Market Update 14 February 2017 February 14, 2017

On Singapore

We have seen some bullishness in the local market during the Chinese New Year period. During the past week, we saw the STI climb to a year on year high of 3,104.3 points. It then settled at 3,100 points at closing last week. For this week, we might see volatility as more local listed heavyweights such as Singpost, OCBC and DBS release their quarterly and final results. As US President Trump continues with his push on policy reviews, we will likely experience volatility in markets across the globe. When we look at the local market, with earnings expectations looking less than favourable, it is in my opinion that we can expect to see the STI trade between 3,120 and 3,160 points for the coming week.

On Offshore and Marine

It is important to note that investors will need to understand the relatively strong correlation between crude prices and offshore and marine companies. The OPEC has cut output by 840,000 barrels a day last month. These countries will need to cut another 550,000 barrels a day in order to meet the target set out in the agreement that was made in November last year.
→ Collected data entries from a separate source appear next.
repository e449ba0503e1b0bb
use sitesmith_core::{AgentKind, Artifact, Strategy};

use super::{Agent, AgentError, AgentInput};

const SYSTEM_PROMPT: &str = "\
You are the Strategist of a landing-page studio. Read the business description and \
produce a concise strategic brief in markdown: target audience, value proposition, \
positioning against competitors, brand tone, primary conversion goal, SEO keywords, and \
the recommended page sections in order. Be specific to this business.";

pub struct StrategistAgent;

impl Agent for StrategistAgent {
    fn kind(&self) -> AgentKind {
        AgentKind::Strategist
    }

    fn system_prompt(&self) -> &'static str {
        SYSTEM_PROMPT
    }

    fn build_prompt(&self, input: &AgentInput) -> Result<String, AgentError> {
        let description = input.require_description()?;
        Ok(format!(
            "Business Description:\n{description}\n\n\
             Template Style Hint: {}\n\n\
             Preferred Sections: {}",
            input.template.style_hints,
            input.template.section_list()
        ))
    }

    fn parse_output(&self, raw: &str) -> Result<Artifact, AgentError> {
        let summary = raw.trim();
        if summary.is_empty() {
            return Err(AgentError::validation("strategy is empty"));
        }
        Ok(Artifact::Strategy(Strategy {
            summary: summary.to_string(),
        }))
    }
}

#[cfg(test)]
mod tests {
    use super::*;

    #[test]
    fn test_prompt_includes_template_hints() {
        let input = AgentInput::new("artisanal coffee shop", "restaurant", "en");
        let prompt = StrategistAgent.build_prompt(&input).unwrap();
        assert!(prompt.contains("artisanal coffee shop"));
        assert!(prompt.contains("Warm colors"));
        assert!(prompt.contains("gallery"));
    }

    #[test]
    fn test_empty_output_is_invalid() {
        assert!(matches!(
            StrategistAgent.parse_output("  \n"),
            Err(AgentError::Validation(_))
        ));
    }
}
mod common;

use common::*;
use orchestrator::agents::{CopywriterAgent, StrategistAgent};
use orchestrator::{AgentFailureKind, AgentInput, AgentResult, AgentRunner, OrchestratorError};
use providers::ProviderError;
use sitesmith_core::{AgentKind, PageArtifact};
use std::sync::Arc;
use std::time::Duration;
use tokio::time::Instant;

fn runner(provider: Arc<ScriptedProvider>) -> AgentRunner {
    AgentRunner::new(Arc::new(config()), registry(provider))
}

#[tokio::test(start_paused = true)]
async fn test_run_is_bounded_when_provider_hangs() {
    let provider = Arc::new(
        ScriptedProvider::healthy()
            .then(AgentKind::Strategist, Step::Hang)
            .then(AgentKind::Strategist, Step::Hang)
            .then(AgentKind::Strategist, Step::Hang),
    );
    let config = config();
    let bound = config.retry.worst_case(config.call_timeout());
    let runner = runner(provider.clone());
    let input = AgentInput::new("A bike repair shop", "landing", "en");

    let started = Instant::now();
    let result = runner.run(&StrategistAgent, &input).await;
    let elapsed = started.elapsed();

    assert!(elapsed <= bound, "took {elapsed:?}, bound {bound:?}");
    assert_eq!(bound, Duration::from_secs(33));
    match result {
        AgentResult::Failure(failure) => {
            assert_eq!(failure.kind, AgentFailureKind::ProviderTransient);
            assert_eq!(failure.attempts.len(), 3);
            assert!(failure.message.contains("timed out"));
        }
        AgentResult::Success(_) => panic!("hanging provider cannot succeed"),
    }
    assert_eq!(runner.ledger().len().await, 3);
}

#[tokio::test(start_paused = true)]
async fn test_run_is_bounded_under_total_failure() {
    let provider = Arc::new(ScriptedProvider::healthy().without_default(AgentKind::Strategist));
    let config = config();
    let bound = config.retry.worst_case(config.call_timeout());
    let runner = runner(provider.clone());

    let started = Instant::now();
    let result = runner
        .run(&StrategistAgent, &AgentInput::new("A florist", "landing", "en"))
        .await;

    assert!(started.elapsed() <= bound);
    assert!(!result.is_success());
    assert_eq!(result.attempt_count(), 3);
    assert_eq!(provider.calls_for(AgentKind::Strategist), 3);
}

#[tokio::test]
async fn test_missing_input_makes_no_call() {
    let provider = Arc::new(ScriptedProvider::healthy());
    let runner = runner(provider.clone());

    let result = runner
        .run(&CopywriterAgent, &AgentInput::new("A florist", "landing", "en"))
        .await;

    match result {
        AgentResult::Failure(failure) => {
            assert_eq!(failure.kind, AgentFailureKind::MissingInput);
            assert!(failure.attempts.is_empty());
        }
        AgentResult::Success(_) => panic!("copywriter needs a strategy"),
    }
    assert_eq!(provider.call_count(), 0);
    assert_eq!(runner.ledger().len().await, 0);
}

#[tokio::test]
async fn test_unregistered_provider_is_fatal() {
    let runner = AgentRunner::new(Arc::new(config()), providers::ProviderRegistry::new());
    let result = runner
        .run(&StrategistAgent, &AgentInput::new("A florist", "landing", "en"))
        .await;
    match result {
        AgentResult::Failure(failure) => assert_eq!(failure.kind, AgentFailureKind::ProviderFatal),
        AgentResult::Success(_) => panic!("no provider registered"),
    }
}

#[tokio::test]
async fn test_blank_refinement_returns_page_unchanged() {
    let provider = Arc::new(ScriptedProvider::healthy());
    let orchestrator = orchestrator(provider.clone(), config());
    let page = PageArtifact::new(SEO_PAGE);

    for instruction in ["", "   ", "\n\t"] {
        let outcome = orchestrator.refine(&page, instruction).await.unwrap();
        assert_eq!(outcome.page, page);
        assert!(!outcome.changed);
        assert!(outcome.entries.is_empty());
    }
    assert_eq!(provider.call_count(), 0);
}

#[tokio::test]
async fn test_refinement_bumps_revision() {
    let provider = Arc::new(ScriptedProvider::healthy());
    let orchestrator = orchestrator(provider.clone(), config());
    let page = PageArtifact::new(SEO_PAGE);

    let outcome = orchestrator
        .refine(&page, "Make the background black")
        .await
        .unwrap();

    assert!(outcome.changed);
    assert_eq!(outcome.page.revision, 1);
    assert!(outcome.page.html.contains("background:#000"));
    assert_eq!(outcome.entries.len(), 1);
    assert!(provider.prompts_for(AgentKind::Refinement)[0].contains("Make the background black"));
}

#[tokio::test(start_paused = true)]
async fn test_refinement_failure_is_reported() {
    let provider = Arc::new(
        ScriptedProvider::healthy().then(
            AgentKind::Refinement,
            Step::Fail(ProviderError::InvalidRequest {
                status: 400,
                message: "prompt too long".to_string(),
            }),
        ),
    );
    let err = orchestrator(provider, config())
        .refine(&PageArtifact::new(SEO_PAGE), "Shorter hero")
        .await
        .unwrap_err();
    assert!(matches!(
        err,
        OrchestratorError::AgentFailed {
            agent: AgentKind::Refinement,
            kind: AgentFailureKind::ProviderFatal,
            attempts: 1,
            ..
        }
    ));
}

#[tokio::test]
async fn test_variant_is_distinct_from_original() {
    let provider = Arc::new(ScriptedProvider::healthy());
    let orchestrator = orchestrator(provider, config());
    let ctx = orchestrator.run("A coffee shop").await.unwrap();
    let copy = ctx.copy().unwrap().clone();

    let outcome = orchestrator.generate_variant(&copy).await.unwrap();
    let headline = &outcome.variants.variants["headline"];
    assert_ne!(headline["A"], headline["B"]);
    assert_eq!(ctx.copy().unwrap(), &copy);
    assert!(outcome.cost.cost_usd > 0.0);
}
use axum::extract::{Path, State};
use axum::http::StatusCode;
use axum::Json;
use sqlx::SqlitePool;
use uuid::Uuid;

use crate::app::AppState;
use crate::authz::{ActionVerb, Caller, EntityKind, ScopeFilter};
use crate::errors::{AppError, AppResult};
use crate::models::campaign::{
    Campaign, CampaignCreateRequest, CampaignUpdateRequest, DbCampaign,
};
use crate::utils::{format_amount, utc_now};

const CAMPAIGN_COLUMNS: &str = "id, name, description, amount, division, department, location, start_date, end_date, owner_user_id, created_at, updated_at, deleted_at";

#[utoipa::path(
    get,
    path = "/campaigns",
    tag = "Campaigns",
    responses((status = 200, description = "List campaigns visible to the caller", body = [Campaign])),
    security(("bearerAuth" = []))
)]
pub async fn list_campaigns(
    State(state): State<AppState>,
    caller: Caller,
) -> AppResult<Json<Vec<Campaign>>> {
    let mode = state
        .scope
        .resolve(&caller, Some(EntityKind::Campaigns), ActionVerb::Read)
        .await;

    let owner = match mode.filter(&caller, true) {
        ScopeFilter::DenyAll => return Ok(Json(Vec::new())),
        ScopeFilter::OwnedBy(user_id) => Some(user_id),
        ScopeFilter::Unrestricted => None,
    };

    let rows = sqlx::query_as::<_, DbCampaign>(&format!(
        "SELECT {CAMPAIGN_COLUMNS} FROM campaigns WHERE deleted_at IS NULL AND (? IS NULL OR owner_user_id = ?) ORDER BY created_at DESC",
    ))
    .bind(owner)
    .bind(owner)
    .fetch_all(&state.pool)
    .await?;

    let campaigns: Vec<Campaign> = rows
        .into_iter()
        .map(Campaign::try_from)
        .collect::<Result<_, _>>()?;

    Ok(Json(campaigns))
}

#[utoipa::path(
    post,
    path = "/campaigns",
    tag = "Campaigns",
    request_body = CampaignCreateRequest,
    responses(
        (status = 201, description = "Campaign created", body = Campaign),
        (status = 403, description = "Write scope denied"),
    ),
    security(("bearerAuth" = []))
)]
pub async fn create_campaign(
    State(state): State<AppState>,
    caller: Caller,
    Json(payload): Json<CampaignCreateRequest>,
) -> AppResult<(StatusCode, Json<Campaign>)> {
    let mode = state
        .scope
        .resolve(&caller, Some(EntityKind::Campaigns), ActionVerb::Write)
        .await;
    if mode.filter(&caller, true) == ScopeFilter::DenyAll {
        return Err(AppError::forbidden("insufficient scope to create campaigns"));
    }

    let now = utc_now();
    let campaign_id = Uuid::new_v4();

    sqlx::query(
        "INSERT INTO campaigns (id, name, description, amount, division, department, location, start_date, end_date, owner_user_id, created_at, updated_at) VALUES (?, ?, ?, ?, ?, ?, ?, ?, ?, ?, ?, ?)",
    )
    .bind(campaign_id)
    .bind(&payload.name)
    .bind(&payload.description)
    .bind(payload.amount.map(format_amount))
    .bind(&payload.division)
    .bind(&payload.department)
    .bind(&payload.location)
    .bind(payload.start_date)
    .bind(payload.end_date)
    .bind(caller.user_id)
    .bind(now)
    .bind(now)
    .execute(&state.pool)
    .await?;

    let campaign: Campaign = fetch_campaign(&state.pool, campaign_id).await?.try_into()?;

    Ok((StatusCode::CREATED, Json(campaign)))
}

#[utoipa::path(
    get,
    path = "/campaigns/{id}",
    tag = "Campaigns",
    params(("id" = Uuid, Path, description = "Campaign id")),
    responses(
        (status = 200, description = "Campaign detail", body = Campaign),
        (status = 404, description = "Campaign not found or not visible"),
    ),
    security(("bearerAuth" = []))
)]
pub async fn get_campaign(
    State(state): State<AppState>,
    caller: Caller,
    Path(id): Path<Uuid>,
) -> AppResult<Json<Campaign>> {
    let mode = state
        .scope
        .resolve(&caller, Some(EntityKind::Campaigns), ActionVerb::Read)
        .await;
    let filter = mode.filter(&caller, true);
    if filter == ScopeFilter::DenyAll {
        return Err(AppError::not_found("campaign not found"));
    }

    let campaign = fetch_campaign(&state.pool, id).await?;
    if !filter.allows(Some(campaign.owner_user_id)) {
        return Err(AppError::not_found("campaign not found"));
    }

    let campaign: Campaign = campaign.try_into()?;
    Ok(Json(campaign))
}

#[utoipa::path(
    put,
    path = "/campaigns/{id}",
    tag = "Campaigns",
    params(("id" = Uuid, Path, description = "Campaign id")),
    request_body = CampaignUpdateRequest,
    responses(
        (status = 200, description = "Campaign updated", body = Campaign),
        (status = 403, description = "Write scope denied or not the owner"),
    ),
    security(("bearerAuth" = []))
)]
pub async fn update_campaign(
    State(state): State<AppState>,
    caller: Caller,
    Path(id): Path<Uuid>,
    Json(payload): Json<CampaignUpdateRequest>,
) -> AppResult<Json<Campaign>> {
    let mode = state
        .scope
        .resolve(&caller, Some(EntityKind::Campaigns), ActionVerb::Write)
        .await;
    let filter = mode.filter(&caller, true);
    if filter == ScopeFilter::DenyAll {
        return Err(AppError::forbidden("insufficient scope to update campaigns"));
    }

    let mut campaign = fetch_campaign(&state.pool, id).await?;
    if !filter.allows(Some(campaign.owner_user_id)) {
        return Err(AppError::forbidden("not the owner of this campaign"));
    }

    if let Some(name) = payload.name.as_ref() {
        campaign.name = name.clone();
    }
    if payload.description.is_some() {
        campaign.description = payload.description.clone();
    }
    if let Some(amount) = payload.amount {
        campaign.amount = Some(format_amount(amount));
    }
    if payload.division.is_some() {
        campaign.division = payload.division.clone();
    }
    if payload.department.is_some() {
        campaign.department = payload.department.clone();
    }
    if payload.location.is_some() {
        campaign.location = payload.location.clone();
    }
    if payload.start_date.is_some() {
        campaign.start_date = payload.start_date;
    }
    if payload.end_date.is_some() {
        campaign.end_date = payload.end_date;
    }

    let now = utc_now();

    sqlx::query(
        "UPDATE campaigns SET name = ?, description = ?, amount = ?, division = ?, department = ?, location = ?, start_date = ?, end_date = ?, updated_at = ? WHERE id = ?",
    )
    .bind(&campaign.name)
    .bind(&campaign.description)
    .bind(&campaign.amount)
    .bind(&campaign.division)
    .bind(&campaign.department)
    .bind(&campaign.location)
    .bind(campaign.start_date)
    .bind(campaign.end_date)
    .bind(now)
    .bind(campaign.id)
    .execute(&state.pool)
    .await?;

    campaign.updated_at = now;
    let campaign: Campaign = campaign.try_into()?;

    Ok(Json(campaign))
}

#[utoipa::path(
    delete,
    path = "/campaigns/{id}",
    tag = "Campaigns",
    params(("id" = Uuid, Path, description = "Campaign id")),
    responses(
        (status = 204, description = "Campaign soft deleted"),
        (status = 403, description = "Delete scope denied or not the owner"),
    ),
    security(("bearerAuth" = []))
)]
pub async fn delete_campaign(
    State(state): State<AppState>,
    caller: Caller,
    Path(id): Path<Uuid>,
) -> AppResult<StatusCode> {
    let mode = state
        .scope
        .resolve(&caller, Some(EntityKind::Campaigns), ActionVerb::Delete)
        .await;
    let filter = mode.filter(&caller, true);
    if filter == ScopeFilter::DenyAll {
        return Err(AppError::forbidden("insufficient scope to delete campaigns"));
    }

    let campaign = fetch_campaign(&state.pool, id).await?;
    if !filter.allows(Some(campaign.owner_user_id)) {
        return Err(AppError::forbidden("not the owner of this campaign"));
    }

    let now = utc_now();
    let affected = sqlx::query(
        "UPDATE campaigns SET deleted_at = ?, updated_at = ? WHERE id = ? AND deleted_at IS NULL",
    )
    .bind(now)
    .bind(now)
    .bind(id)
    .execute(&state.pool)
    .await?;

    if affected.rows_affected() == 0 {
        return Err(AppError::not_found("campaign not found"));
    }

    Ok(StatusCode::NO_CONTENT)
}

async fn fetch_campaign(pool: &SqlitePool, campaign_id: Uuid) -> AppResult<DbCampaign> {
    sqlx::query_as::<_, DbCampaign>(&format!(
        "SELECT {CAMPAIGN_COLUMNS} FROM campaigns WHERE id = ? AND deleted_at IS NULL",
    ))
    .bind(campaign_id)
    .fetch_optional(pool)
    .await?
    .ok_or_else(|| AppError::not_found("campaign not found"))
}
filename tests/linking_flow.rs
use anyhow::Result;
use axum::body::{self, Body};
use axum::http::{header, Request, StatusCode};
use axum::response::Response;
use axum::Router;
use serde_json::{json, Value};
use sqlx::SqlitePool;
use tempfile::{tempdir, TempDir};
use tower::util::ServiceExt; // for `oneshot`
use uuid::Uuid;

use marketing_budget::authz::PackConfig;
use marketing_budget::create_app;
use marketing_budget::jwt::{Claims, JwtConfig};
use marketing_budget::linking::{store, LinkTarget};

async fn setup() -> Result<(Router, SqlitePool, TempDir)> {
    let dir = tempdir()?;
    let db_path = dir.path().join("test.db");

    use sqlx::sqlite::SqliteConnectOptions;
    let opts = SqliteConnectOptions::new()
        .filename(db_path.as_path())
        .create_if_missing(true);
    let pool = SqlitePool::connect_with(opts).await?;

    let migrator = sqlx::migrate::Migrator::new(
        std::path::Path::new(env!("CARGO_MANIFEST_DIR")).join("migrations"),
    )
    .await?;
    migrator.run(&pool).await?;

    std::env::set_var("JWT_SECRET", "test-secret");
    let app = create_app(pool.clone()).await?;

    Ok((app, pool, dir))
}

fn bearer(perms: &[&str], features: PackConfig) -> Result<String> {
    let jwt = JwtConfig::from_env()?;
    let claims = Claims::new(Uuid::new_v4(), 1)
        .with_permissions(perms.iter().map(|p| p.to_string()))
        .with_features(features);
    Ok(jwt.encode(&claims)?)
}

async fn send(
    app: &Router,
    method: &str,
    uri: &str,
    token: &str,
    body: Option<Value>,
) -> Result<Response> {
    let mut builder = Request::builder()
        .method(method)
        .uri(uri)
        .header(header::AUTHORIZATION, format!("Bearer {token}"));

    let request = match body {
        Some(value) => {
            builder = builder.header(header::CONTENT_TYPE, "application/json");
            builder.body(Body::from(serde_json::to_vec(&value)?))?
        }
        None => builder.body(Body::empty())?,
    };

    Ok(app.clone().oneshot(request).await?)
}

async fn json_body(resp: Response) -> Result<Value> {
    let bytes = body::to_bytes(resp.into_body(), 10_485_760).await?;
    Ok(serde_json::from_slice(&bytes)?)
}

async fn link_row_count(pool: &SqlitePool, entity_id: &str) -> Result<i64> {
    let count: i64 = sqlx::query_scalar(
        "SELECT COUNT(*) FROM marketing_entity_links WHERE marketing_entity_id = ?",
    )
    .bind(Uuid::parse_str(entity_id)?)
    .fetch_one(pool)
    .await?;
    Ok(count)
}

const PLAN_ADMIN: &[&str] = &[
    "marketing.plans.read.scope.any",
    "marketing.plans.write.scope.any",
    "marketing.plans.delete.scope.any",
];

const LINKING_ON: PackConfig = PackConfig {
    enable_project_linking: true,
    require_project_linking: false,
};

const LINKING_REQUIRED: PackConfig = PackConfig {
    enable_project_linking: true,
    require_project_linking: true,
};

#[tokio::test]
async fn plan_link_set_replace_and_clear() -> Result<()> {
    let (app, pool, _dir) = setup().await?;
    let token = bearer(PLAN_ADMIN, LINKING_ON)?;

    let project_a = Uuid::new_v4();
    let project_b = Uuid::new_v4();

    // create with a link
    let resp = send(
        &app,
        "POST",
        "/plans",
        &token,
        Some(json!({ "name": "Linked plan", "amount": 100.0, "project_id": project_a.to_string() })),
    )
    .await?;
    assert_eq!(resp.status(), StatusCode::CREATED);
    let created = json_body(resp).await?;
    let plan_id = created["id"].as_str().unwrap().to_string();
    assert_eq!(created["project_id"], project_a.to_string());
    assert_eq!(link_row_count(&pool, &plan_id).await?, 1);

    // replacing leaves exactly one row behind
    let resp = send(
        &app,
        "PUT",
        &format!("/plans/{plan_id}"),
        &token,
        Some(json!({ "project_id": project_b.to_string() })),
    )
    .await?;
    assert_eq!(resp.status(), StatusCode::OK);
    let updated = json_body(resp).await?;
    assert_eq!(updated["project_id"], project_b.to_string());
    assert_eq!(link_row_count(&pool, &plan_id).await?, 1);

    // an update without the field keeps the link
    let resp = send(
        &app,
        "PUT",
        &format!("/plans/{plan_id}"),
        &token,
        Some(json!({ "name": "Renamed" })),
    )
    .await?;
    let updated = json_body(resp).await?;
    assert_eq!(updated["project_id"], project_b.to_string());

    // explicit null clears it
    let resp = send(
        &app,
        "PUT",
        &format!("/plans/{plan_id}"),
        &token,
        Some(json!({ "project_id": null })),
    )
    .await?;
    assert_eq!(resp.status(), StatusCode::OK);
    let updated = json_body(resp).await?;
    assert!(updated["project_id"].is_null());
    assert_eq!(link_row_count(&pool, &plan_id).await?, 0);

    Ok(())
}

#[tokio::test]
async fn empty_string_project_id_clears_the_link() -> Result<()> {
    let (app, pool, _dir) = setup().await?;
    let token = bearer(PLAN_ADMIN, LINKING_ON)?;

    let project = Uuid::new_v4();
    let resp = send(
        &app,
        "POST",
        "/plans",
        &token,
        Some(json!({ "name": "P", "amount": 1.0, "project_id": project.to_string() })),
    )
    .await?;
    let plan_id = json_body(resp).await?["id"].as_str().unwrap().to_string();

    let resp = send(
        &app,
        "PUT",
        &format!("/plans/{plan_id}"),
        &token,
        Some(json!({ "project_id": "" })),
    )
    .await?;
    assert_eq!(resp.status(), StatusCode::OK);
    assert_eq!(link_row_count(&pool, &plan_id).await?, 0);

    Ok(())
}

#[tokio::test]
async fn malformed_project_id_is_a_validation_error() -> Result<()> {
    let (app, _pool, _dir) = setup().await?;
    let token = bearer(PLAN_ADMIN, LINKING_ON)?;

    let resp = send(
        &app,
        "POST",
        "/plans",
        &token,
        Some(json!({ "name": "Bad link", "amount": 1.0, "project_id": "not-a-uuid" })),
    )
    .await?;
    assert_eq!(resp.status(), StatusCode::BAD_REQUEST);

    Ok(())
}

#[tokio::test]
async fn project_id_rejected_when_linking_disabled() -> Result<()> {
    let (app, _pool, _dir) = setup().await?;
    let token = bearer(PLAN_ADMIN, PackConfig::default())?;

    let resp = send(
        &app,
        "POST",
        "/plans",
        &token,
        Some(json!({ "name": "No linking", "amount": 1.0, "project_id": Uuid::new_v4().to_string() })),
    )
    .await?;
    assert_eq!(resp.status(), StatusCode::BAD_REQUEST);

    Ok(())
}

#[tokio::test]
async fn required_linking_enforced_on_create_and_clear() -> Result<()> {
    let (app, _pool, _dir) = setup().await?;
    let token = bearer(PLAN_ADMIN, LINKING_REQUIRED)?;

    // create without a project id is rejected
    let resp = send(
        &app,
        "POST",
        "/plans",
        &token,
        Some(json!({ "name": "Unlinked", "amount": 1.0 })),
    )
    .await?;
    assert_eq!(resp.status(), StatusCode::BAD_REQUEST);

    // with one it goes through
    let resp = send(
        &app,
        "POST",
        "/plans",
        &token,
        Some(json!({ "name": "Linked", "amount": 1.0, "project_id": Uuid::new_v4().to_string() })),
    )
    .await?;
    assert_eq!(resp.status(), StatusCode::CREATED);
    let plan_id = json_body(resp).await?["id"].as_str().unwrap().to_string();

    // clearing a required link is rejected
    let resp = send(
        &app,
        "PUT",
        &format!("/plans/{plan_id}"),
        &token,
        Some(json!({ "project_id": null })),
    )
    .await?;
    assert_eq!(resp.status(), StatusCode::BAD_REQUEST);

    // but an update that leaves the field out is fine
    let resp = send(
        &app,
        "PUT",
        &format!("/plans/{plan_id}"),
        &token,
        Some(json!({ "name": "Still linked" })),
    )
    .await?;
    assert_eq!(resp.status(), StatusCode::OK);

    Ok(())
}

#[tokio::test]
async fn deleting_a_plan_removes_its_links() -> Result<()> {
    let (app, pool, _dir) = setup().await?;
    let token = bearer(PLAN_ADMIN, LINKING_ON)?;

    let resp = send(
        &app,
        "POST",
        "/plans",
        &token,
        Some(json!({ "name": "Doomed", "amount": 1.0, "project_id": Uuid::new_v4().to_string() })),
    )
    .await?;
    let plan_id = json_body(resp).await?["id"].as_str().unwrap().to_string();
    assert_eq!(link_row_count(&pool, &plan_id).await?, 1);

    let resp = send(&app, "DELETE", &format!("/plans/{plan_id}"), &token, None).await?;
    assert_eq!(resp.status(), StatusCode::NO_CONTENT);
    assert_eq!(link_row_count(&pool, &plan_id).await?, 0);

    Ok(())
}

#[tokio::test]
async fn expense_links_are_isolated_per_target_type() -> Result<()> {
    let (_app, pool, _dir) = setup().await?;

    // Same entity id under both target types; each keeps its own link.
    let shared_id = Uuid::new_v4();
    let plan_project = Uuid::new_v4();
    let expense_project = Uuid::new_v4();

    store::set_linked_project_id(&pool, LinkTarget::Plan, shared_id, Some(plan_project)).await?;
    store::set_linked_project_id(&pool, LinkTarget::Expense, shared_id, Some(expense_project))
        .await?;

    assert_eq!(
        store::linked_project_id(&pool, LinkTarget::Plan, shared_id).await?,
        Some(plan_project)
    );
    assert_eq!(
        store::linked_project_id(&pool, LinkTarget::Expense, shared_id).await?,
        Some(expense_project)
    );

    // Re-setting the same value is idempotent: still one row per target.
    store::set_linked_project_id(&pool, LinkTarget::Plan, shared_id, Some(plan_project)).await?;
    let count: i64 = sqlx::query_scalar(
        "SELECT COUNT(*) FROM marketing_entity_links WHERE marketing_entity_id = ?",
    )
    .bind(shared_id)
    .fetch_one(&pool)
    .await?;
    assert_eq!(count, 2);

    store::clear_links(&pool, LinkTarget::Plan, shared_id).await?;
    assert_eq!(
        store::linked_project_id(&pool, LinkTarget::Plan, shared_id).await?,
        None
    );
    assert_eq!(
        store::linked_project_id(&pool, LinkTarget::Expense, shared_id).await?,
        Some(expense_project)
    );

    Ok(())
}
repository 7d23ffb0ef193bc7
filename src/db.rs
use std::time::Duration;

use anyhow::Context;
use sqlx::sqlite::SqlitePoolOptions;
use sqlx::SqlitePool;

pub async fn init() -> anyhow::Result<SqlitePool> {
    let database_url = std::env::var("DATABASE_URL").context("DATABASE_URL not set")?;

    let pool = SqlitePoolOptions::new()
        .max_connections(10)
        .min_connections(1)
        .acquire_timeout(Duration::from_secs(10))
        .connect(&database_url)
        .await
        .context("failed to connect to database")?;

    sqlx::migrate!()
        .run(&pool)
        .await
        .context("failed to run migrations")?;

    Ok(pool)
}
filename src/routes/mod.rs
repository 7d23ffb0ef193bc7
pub mod activity_types;
pub mod campaigns;
pub mod config;
pub mod expenses;
pub mod health;
pub mod plan_types;
pub mod plans;
pub mod vendors;
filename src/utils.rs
use chrono::{DateTime, Utc};

use crate::errors::AppError;

pub fn utc_now() -> DateTime<Utc> {
    Utc::now()
}

/// Parse a stored decimal amount. Amounts live in the database as TEXT to
/// keep them exact; responses surface them as numbers.
pub fn parse_amount(raw: &str) -> Result<f64, AppError> {
    raw.parse::<f64>()
        .map_err(|_| AppError::internal(format!("invalid stored amount: {raw}")))
}

/// Format an inbound amount for storage.
pub fn format_amount(amount: f64) -> String {
    format!("{amount:.2}")
}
Crude oil climbed late last week due to the newly imposed sanctions on Iran as the Trump administration aims to punish Iran for recent ballistic missile tests. Investors need to be aware that while OPEC and Russia are striving to meet their promises on cuts, American drillers are moving in by taking advantage of higher prices, and are planning their re-entry into the market by increasing their production, as statistics show a steady increase of US oil rigs being restarted. An increase in crude production from the US will likely impede further upside on crude, and in turn will suppress demand for products and services provided by offshore and marine companies, such as Keppel Corp and Sembcorp marine.

Factsheets

On Banking

For the past month, we saw many banking stocks climb to new highs, as President Trump prepares to review banking regulations, such as the Dodd Frank Act. These regulations were largely introduced post 2008 after the Lehman Brothers Crisis, and are meant to ensure banks are better capitalised, and protect consumers from predatory lending practices. President Trump argues that such regulations have hindered lending, and have stifled the growth of the banking industry. This however, is contrary to reports by the US Federal Reserve, as they have indicated that commercial bank lending has been steadily rising since 2010, and is currently at a seven decade high.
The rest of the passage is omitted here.